Other investors who participated in the round included photo-messaging app Twitter and popular social media platform Twitter. ShareChat has raised about $765 million to date.
According to ShareChat, the proceeds from the fundraiser will be used to acquire new users, build the creator economy and also strengthen the start-up’s artificial intelligence-based tools. “There will be significant investment in content moderation too,” said ShareChat co-founder and CEO Ankush Sachdeva. ShareChat aims to acquire a billion users and expand beyond the vernacular market. It is available in 15 local languages including Tamil, Malayalam, Bengali, and Assamese.
The latest unicorn to emerge this year after Gupshup, Groww, PharmEasy, CRED, Meesho, Digit Insurance, Innovaccer, Infra.Market and Five Star Business Finance (NBFC), ShareChat has over 160 million users and has a large following in small Indian cities and towns.

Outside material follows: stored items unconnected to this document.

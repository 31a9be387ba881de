//! Core parser infrastructure: token cursor, error reporting, helpers.

use tally_lexer::token::{Token, TokenKind};
use tally_types::ast::Node;
use tally_types::{Diagnostics, ErrorCode, SourceFile, Span, TallyError};

/// The parser.
///
/// Consumes a token stream produced by the lexer and builds an AST.
/// Collects errors and attempts recovery at statement boundaries.
pub struct Parser<'src> {
    /// The token stream.
    tokens: Vec<Token>,
    /// Current index into `tokens`.
    pos: usize,
    /// Source file for error context.
    source_file: &'src SourceFile,
    /// Collected errors.
    errors: Diagnostics,
    /// Current expression nesting depth (capped).
    pub(crate) expr_depth: u32,
}

/// Result of parsing.
pub struct ParseResult {
    pub program: Option<Node>,
    pub errors: Diagnostics,
}

impl<'src> Parser<'src> {
    /// Create a new parser from a token stream and source file.
    pub fn new(tokens: Vec<Token>, source_file: &'src SourceFile) -> Self {
        Self {
            tokens,
            pos: 0,
            source_file,
            errors: Diagnostics::empty(),
            expr_depth: 0,
        }
    }

    // ── Token Cursor ──────────────────────────────────────────────────────────

    /// Returns the current token without advancing.
    pub(crate) fn peek(&self) -> &Token {
        self.tokens.get(self.pos).unwrap_or_else(|| {
            self.tokens
                .last()
                .expect("token stream should end with Eof")
        })
    }

    /// Returns the kind of the current token.
    pub(crate) fn peek_kind(&self) -> &TokenKind {
        &self.peek().kind
    }

    /// Advance the cursor by one and return the consumed token.
    pub(crate) fn advance(&mut self) -> Token {
        let token = self.peek().clone();
        if self.pos < self.tokens.len() {
            self.pos += 1;
        }
        token
    }

    /// Returns the previously consumed token's span.
    pub(crate) fn previous_span(&self) -> Span {
        if self.pos > 0 {
            self.tokens[self.pos - 1].span
        } else {
            Span::point(0)
        }
    }

    /// Returns the span of the current token.
    pub(crate) fn current_span(&self) -> Span {
        self.peek().span
    }

    /// Index of the current token in the stream.
    pub(crate) fn pos(&self) -> usize {
        self.pos
    }

    /// Returns `true` if the current token is `Eof`.
    pub(crate) fn at_end(&self) -> bool {
        matches!(self.peek_kind(), TokenKind::Eof)
    }

    /// Check if the current token matches the given kind exactly.
    pub(crate) fn check(&self, kind: &TokenKind) -> bool {
        self.peek_kind() == kind
    }

    /// If the current token matches, advance and return `true`.
    pub(crate) fn eat(&mut self, kind: &TokenKind) -> bool {
        if self.check(kind) {
            self.advance();
            true
        } else {
            false
        }
    }

    /// Look ahead by `n` tokens from the current position.
    pub(crate) fn look_ahead(&self, n: usize) -> &TokenKind {
        self.tokens
            .get(self.pos + n)
            .map(|t| &t.kind)
            .unwrap_or(&TokenKind::Eof)
    }

    /// Scan forward from an opening `(` at the current position to find the
    /// token index just past its matching `)`. Used for arrow-function
    /// lookahead. Returns `None` when the parenthesis never closes.
    pub(crate) fn matching_paren_end(&self) -> Option<usize> {
        debug_assert!(matches!(self.peek_kind(), TokenKind::LParen));
        let mut depth = 0usize;
        let mut i = self.pos;
        while let Some(token) = self.tokens.get(i) {
            match token.kind {
                TokenKind::LParen => depth += 1,
                TokenKind::RParen => {
                    depth -= 1;
                    if depth == 0 {
                        return Some(i + 1);
                    }
                }
                TokenKind::Eof => return None,
                _ => {}
            }
            i += 1;
        }
        None
    }

    // ── Expect Helpers ────────────────────────────────────────────────────────

    /// Expect a specific token kind. Returns the token if matched, or emits
    /// an error and returns `None`.
    pub(crate) fn expect(&mut self, expected: &TokenKind) -> Option<Token> {
        if self.check(expected) {
            Some(self.advance())
        } else {
            self.error_at_current(
                ErrorCode::UNEXPECTED_TOKEN,
                format!("expected '{}', got '{}'", expected, self.peek_kind()),
            );
            None
        }
    }

    /// Expect an identifier token. Returns an Identifier node.
    pub(crate) fn expect_identifier(&mut self) -> Option<Node> {
        match self.peek_kind().clone() {
            TokenKind::Identifier(name) => {
                let span = self.advance().span;
                Some(Node::new(tally_types::ast::NodeKind::Identifier { name }, span))
            }
            _ => {
                self.error_at_current(
                    ErrorCode::UNEXPECTED_TOKEN,
                    format!("expected identifier, got '{}'", self.peek_kind()),
                );
                None
            }
        }
    }

    /// Expect an identifier OR a keyword used as a member name after `.`
    /// (e.g. `obj.delete()`).
    pub(crate) fn expect_member_name(&mut self) -> Option<Node> {
        let kind = self.peek_kind().clone();
        match &kind {
            TokenKind::Identifier(name) => {
                let name = name.clone();
                let span = self.advance().span;
                Some(Node::new(tally_types::ast::NodeKind::Identifier { name }, span))
            }
            _ => match kind.keyword_name() {
                Some(kw) => {
                    let span = self.advance().span;
                    Some(Node::new(
                        tally_types::ast::NodeKind::Identifier {
                            name: kw.to_string(),
                        },
                        span,
                    ))
                }
                None => {
                    self.error_at_current(
                        ErrorCode::UNEXPECTED_TOKEN,
                        format!("expected property name, got '{}'", self.peek_kind()),
                    );
                    None
                }
            },
        }
    }

    /// Expect a statement-terminating semicolon.
    ///
    /// A closing `}` or end of input is accepted in its place (but not
    /// consumed); full newline-driven automatic semicolon insertion is out of
    /// subset. Returns the span up to which the statement extends.
    pub(crate) fn expect_semicolon(&mut self) -> Span {
        if self.check(&TokenKind::Semicolon) {
            self.advance().span
        } else if self.check(&TokenKind::RBrace) || self.at_end() {
            self.previous_span()
        } else {
            self.error_at_current(
                ErrorCode::UNEXPECTED_TOKEN,
                format!("expected ';', got '{}'", self.peek_kind()),
            );
            self.previous_span()
        }
    }

    // ── Error Reporting ───────────────────────────────────────────────────────

    /// Report an error at the current token position.
    pub(crate) fn error_at_current(&mut self, code: ErrorCode, message: impl Into<String>) {
        let span = self.current_span();
        self.error_at(code, message, span);
    }

    /// Report an error at a specific span.
    pub(crate) fn error_at(&mut self, code: ErrorCode, message: impl Into<String>, span: Span) {
        self.errors
            .push_error(TallyError::new(code, message, span, self.source_file));
    }

    /// Returns `true` if we've hit the error limit and should stop.
    pub(crate) fn too_many_errors(&self) -> bool {
        self.errors.at_capacity()
    }

    // ── Synchronization ───────────────────────────────────────────────────────

    /// Skip tokens until we reach a synchronization point.
    /// Used after an error to resume at a known-good position.
    pub(crate) fn synchronize(&mut self) {
        while !self.at_end() {
            if self.eat(&TokenKind::Semicolon) {
                return;
            }
            match self.peek_kind() {
                TokenKind::Var
                | TokenKind::Let
                | TokenKind::Const
                | TokenKind::Function
                | TokenKind::Return
                | TokenKind::If
                | TokenKind::For
                | TokenKind::While
                | TokenKind::Do
                | TokenKind::With
                | TokenKind::Switch
                | TokenKind::Throw
                | TokenKind::Break
                | TokenKind::Continue
                | TokenKind::RBrace => return,
                _ => {
                    self.advance();
                }
            }
        }
    }

    // ── Public API ────────────────────────────────────────────────────────────

    /// Parse the token stream into a `Program` AST.
    pub fn parse(mut self) -> ParseResult {
        let program = self.parse_program();
        ParseResult {
            program,
            errors: self.errors,
        }
    }
}
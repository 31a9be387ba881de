//! The runtime instruction counter.

/// A per-execution instruction counter.
///
/// Created fresh for each contract invocation and discarded afterwards;
/// never shared between executions. From the instrumented code's point of
/// view it is append-only: the only way to change it is `incr` with a
/// non-negative amount.
#[derive(Debug, Default)]
pub struct InstructionCounter {
    count: u64,
}

impl InstructionCounter {
    pub fn new() -> Self {
        Self::default()
    }

    /// Add `n` instructions. Negative amounts are ignored silently; they are
    /// never legitimate instrumentation output but must not crash the
    /// contract either. Always returns the truthy sentinel so the call can
    /// sit inside the inline `&&`/`||` wrapper forms without changing the
    /// wrapped expression's result.
    pub fn incr(&mut self, n: i64) -> bool {
        if n >= 0 {
            self.count += n as u64;
        }
        true
    }

    /// The running total.
    pub fn count(&self) -> u64 {
        self.count
    }
}
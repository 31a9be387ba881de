//! Runtime error types for the sandbox evaluator.

use thiserror::Error;

use crate::value::Value;

/// Evaluation error. The `Return`/`Break`/`Continue` variants are internal
/// control-flow signals that never escape a well-formed program.
#[derive(Debug, Error)]
pub enum RuntimeError {
    /// The source did not parse.
    #[error("parse failed: {0}")]
    Parse(String),

    /// Unknown variable.
    #[error("undefined variable: {0}")]
    UndefinedVariable(String),

    /// Operand types do not fit the operation.
    #[error("type mismatch: {0}")]
    TypeMismatch(&'static str),

    /// Call target is not callable.
    #[error("not a function")]
    NotAFunction,

    /// A construct the reference evaluator does not execute (`with`,
    /// `new`, `yield`); the host engine is the execution authority there.
    #[error("unsupported at runtime: {0}")]
    Unsupported(&'static str),

    /// A `throw` from contract code.
    #[error("uncaught exception: {0}")]
    Thrown(String),

    /// The instruction budget was exhausted.
    #[error("instruction budget exceeded: {used} > {budget}")]
    BudgetExceeded { used: u64, budget: u64 },

    /// `return` control-flow signal.
    #[error("return outside function")]
    Return(Value),

    /// `break` control-flow signal.
    #[error("break outside loop")]
    Break,

    /// `continue` control-flow signal.
    #[error("continue outside loop")]
    Continue,
}

/// Result alias for evaluator operations.
pub type RuntimeResult<T> = Result<T, RuntimeError>;
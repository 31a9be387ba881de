//! Shared types for the Tally instruction-counting injector.
//!
//! This crate defines the AST node types, byte-offset source spans, error
//! types, and other shared data structures used across all pipeline stages.

mod error;
mod span;
pub mod ast;

pub use error::{Diagnostics, ErrorCategory, ErrorCode, Severity, TallyError, MAX_ERRORS};
pub use span::{SourceFile, Span};

/// The reserved global binding the host engine provides to instrumented code.
///
/// Contract code may read it (lenient guard mode) but must never shadow or
/// redeclare it; the strict guard mode forbids any reference at all.
pub const COUNTER_NAME: &str = "_instruction_counter";

/// Result type used throughout the Tally pipeline.
pub type Result<T> = std::result::Result<T, TallyError>;
//! Tally runtime: a sandboxed evaluator with a live instruction counter.
//!
//! The runtime executes sources produced by the injector. It binds an
//! [`InstructionCounter`] under the reserved counter name so the inserted
//! `incr` calls meter the program as it runs, and can optionally enforce an
//! instruction budget.
//!
//! ```
//! use tally_runtime::Sandbox;
//!
//! let mut sandbox = Sandbox::new();
//! let out = sandbox.run("_instruction_counter.incr(8);1 + 2;").unwrap();
//! assert_eq!(out.as_number(), Some(3.0));
//! assert_eq!(sandbox.instruction_count(), 8);
//! ```

mod counter;
mod env;
mod error;
mod eval;
mod value;

pub use counter::InstructionCounter;
pub use error::{RuntimeError, RuntimeResult};
pub use eval::Sandbox;
pub use value::{FunctionValue, Value};
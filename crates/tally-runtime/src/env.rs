//! Lexical scope stack for the sandbox evaluator.

use std::collections::HashMap;

use crate::value::Value;

type Scope = HashMap<String, Value>;

/// A stack of scopes. Lookups walk from the innermost scope outward;
/// the bottom scope is the sandbox global scope and is never popped.
pub struct Environment {
    scopes: Vec<Scope>,
}

impl Environment {
    pub fn new() -> Self {
        Environment {
            scopes: vec![Scope::new()],
        }
    }

    pub fn push_scope(&mut self) {
        self.scopes.push(Scope::new());
    }

    pub fn pop_scope(&mut self) {
        debug_assert!(self.scopes.len() > 1);
        self.scopes.pop();
    }

    /// Defines a name in the innermost scope, shadowing any outer binding.
    pub fn define(&mut self, name: &str, value: Value) {
        self.scopes
            .last_mut()
            .expect("environment has at least one scope")
            .insert(name.to_string(), value);
    }

    /// Defines a name in the global scope.
    pub fn define_global(&mut self, name: &str, value: Value) {
        self.scopes[0].insert(name.to_string(), value);
    }

    pub fn get(&self, name: &str) -> Option<Value> {
        self.scopes
            .iter()
            .rev()
            .find_map(|scope| scope.get(name).cloned())
    }

    /// Assigns to an existing binding. Returns false if the name is unbound.
    pub fn set(&mut self, name: &str, value: Value) -> bool {
        for scope in self.scopes.iter_mut().rev() {
            if let Some(slot) = scope.get_mut(name) {
                *slot = value;
                return true;
            }
        }
        false
    }
}

impl Default for Environment {
    fn default() -> Self {
        Environment::new()
    }
}

#[cfg(test)]
mod tests {
    use super::*;

    #[test]
    fn test_inner_scope_shadows_outer() {
        let mut env = Environment::new();
        env.define("x", Value::Number(1.0));
        env.push_scope();
        env.define("x", Value::Number(2.0));
        assert_eq!(env.get("x").unwrap().as_number(), Some(2.0));
        env.pop_scope();
        assert_eq!(env.get("x").unwrap().as_number(), Some(1.0));
    }

    #[test]
    fn test_set_targets_the_binding_scope() {
        let mut env = Environment::new();
        env.define("x", Value::Number(1.0));
        env.push_scope();
        assert!(env.set("x", Value::Number(5.0)));
        env.pop_scope();
        assert_eq!(env.get("x").unwrap().as_number(), Some(5.0));
    }

    #[test]
    fn test_set_unbound_name_fails() {
        let mut env = Environment::new();
        assert!(!env.set("missing", Value::Null));
        assert!(env.get("missing").is_none());
    }
}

“We are at a significant inflection point in our company’s journey — as the internet penetration further deepens in India we are well-positioned to expand our ecosystem of products to 1 Billion+ MAUs cumulatively,” Sachdeva said in a blog post.

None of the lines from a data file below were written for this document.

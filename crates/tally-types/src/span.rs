use serde::{Deserialize, Serialize};
use std::fmt;

/// Half-open byte range `[start, end)` into the original source text.
///
/// The injector splices instrumentation by byte position, so spans are byte
/// offsets rather than line/column pairs. A child node's span is always
/// contained within its syntactic parent's span.
#[derive(Debug, Clone, Copy, PartialEq, Eq, Hash, Serialize, Deserialize)]
pub struct Span {
    pub start: u32,
    pub end: u32,
}

impl Span {
    /// Create a new span.
    pub fn new(start: u32, end: u32) -> Self {
        Self { start, end }
    }

    /// Create a zero-width span at a single offset.
    pub fn point(offset: u32) -> Self {
        Self::new(offset, offset)
    }

    /// Merge two spans into one that covers both.
    pub fn merge(self, other: Span) -> Span {
        Span::new(self.start.min(other.start), self.end.max(other.end))
    }

    /// Number of bytes covered.
    pub fn len(&self) -> u32 {
        self.end.saturating_sub(self.start)
    }

    /// Returns `true` for a zero-width span.
    pub fn is_empty(&self) -> bool {
        self.end <= self.start
    }

    /// Returns `true` if `other` lies entirely within this span.
    pub fn contains(&self, other: Span) -> bool {
        self.start <= other.start && other.end <= self.end
    }
}

impl fmt::Display for Span {
    fn fmt(&self, f: &mut fmt::Formatter<'_>) -> fmt::Result {
        write!(f, "{}..{}", self.start, self.end)
    }
}

/// Holds the source text plus cached line starts for diagnostics.
#[derive(Debug, Clone)]
pub struct SourceFile {
    pub name: String,
    pub source: String,
    /// Cached line start byte offsets for fast offset → line/column lookup.
    line_starts: Vec<usize>,
}

impl SourceFile {
    /// Create a new source file.
    pub fn new(name: impl Into<String>, source: impl Into<String>) -> Self {
        let source = source.into();
        let line_starts = std::iter::once(0)
            .chain(source.match_indices('\n').map(|(i, _)| i + 1))
            .collect();
        Self {
            name: name.into(),
            source,
            line_starts,
        }
    }

    /// Map a byte offset to a 1-based (line, column) pair.
    ///
    /// Offsets past the end of the source clamp to the last position.
    pub fn line_col(&self, offset: u32) -> (u32, u32) {
        let offset = (offset as usize).min(self.source.len());
        let line_idx = match self.line_starts.binary_search(&offset) {
            Ok(i) => i,
            Err(i) => i - 1,
        };
        let col = offset - self.line_starts[line_idx];
        (line_idx as u32 + 1, col as u32 + 1)
    }

    /// Extract a source line by 1-based line number.
    ///
    /// Returns `None` if the line number is out of range.
    pub fn line(&self, line_number: u32) -> Option<&str> {
        let idx = line_number.checked_sub(1)? as usize;
        if idx >= self.line_starts.len() {
            return None;
        }
        let start = self.line_starts[idx];
        let end = self
            .line_starts
            .get(idx + 1)
            .map(|&s| s.saturating_sub(1)) // strip the \n
            .unwrap_or(self.source.len());
        let line = &self.source[start..end];
        // Also strip trailing \r for CRLF
        Some(line.trim_end_matches('\r'))
    }

    /// The source line containing the given byte offset.
    pub fn line_at_offset(&self, offset: u32) -> &str {
        let (line, _) = self.line_col(offset);
        self.line(line).unwrap_or("")
    }

    /// Get the total number of lines.
    pub fn line_count(&self) -> usize {
        self.line_starts.len()
    }

    /// Slice the source text covered by a span.
    pub fn slice(&self, span: Span) -> &str {
        &self.source[span.start as usize..span.end as usize]
    }
}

“As Internet penetration increases, ShareChat’s leading content creation platform is poised to expand dramatically by bridging into online purchases of goods and services. Additionally, Moj is well-positioned to seize the opportunity presented by the growth of short video in India,” said Ravi Mhatre, Partner at Lightspeed Ventures.
ShareChat’s short-video sharing platform Moj, launched after the ban of ByteDance’s TikTok and a host of other Chinese apps owing to border tensions between India and China, has witnessed an upsurge in demand as users have been racing for alternatives following TikTok’s ban. It today has a user base of nearly 120 million, which is impressive considering it is less than a year old. It achieved the milestone of 50 million downloads within 45 days of its launch and ranks in the top three among home-grown short-video apps, grouped with MX Takatak and Josh.
“Only two things matter, AI, and access to capital and we will make sure that on both these fronts we are way, way ahead of our competition,” said Sachdeva.
“When we saw a large vacuum emerge on June 29 with a lot of short-video apps exiting the market — we knew this opportunity was for us. There were millions of short-video creators already trained for creating that content supply. The real game was therefore going to be on building the most relevant feed for the user and we were the only Indian company that had built a world-class feed recommendation system for short-form content,” Sachdeva wrote in a blog post. “We built the app in 30 hours.”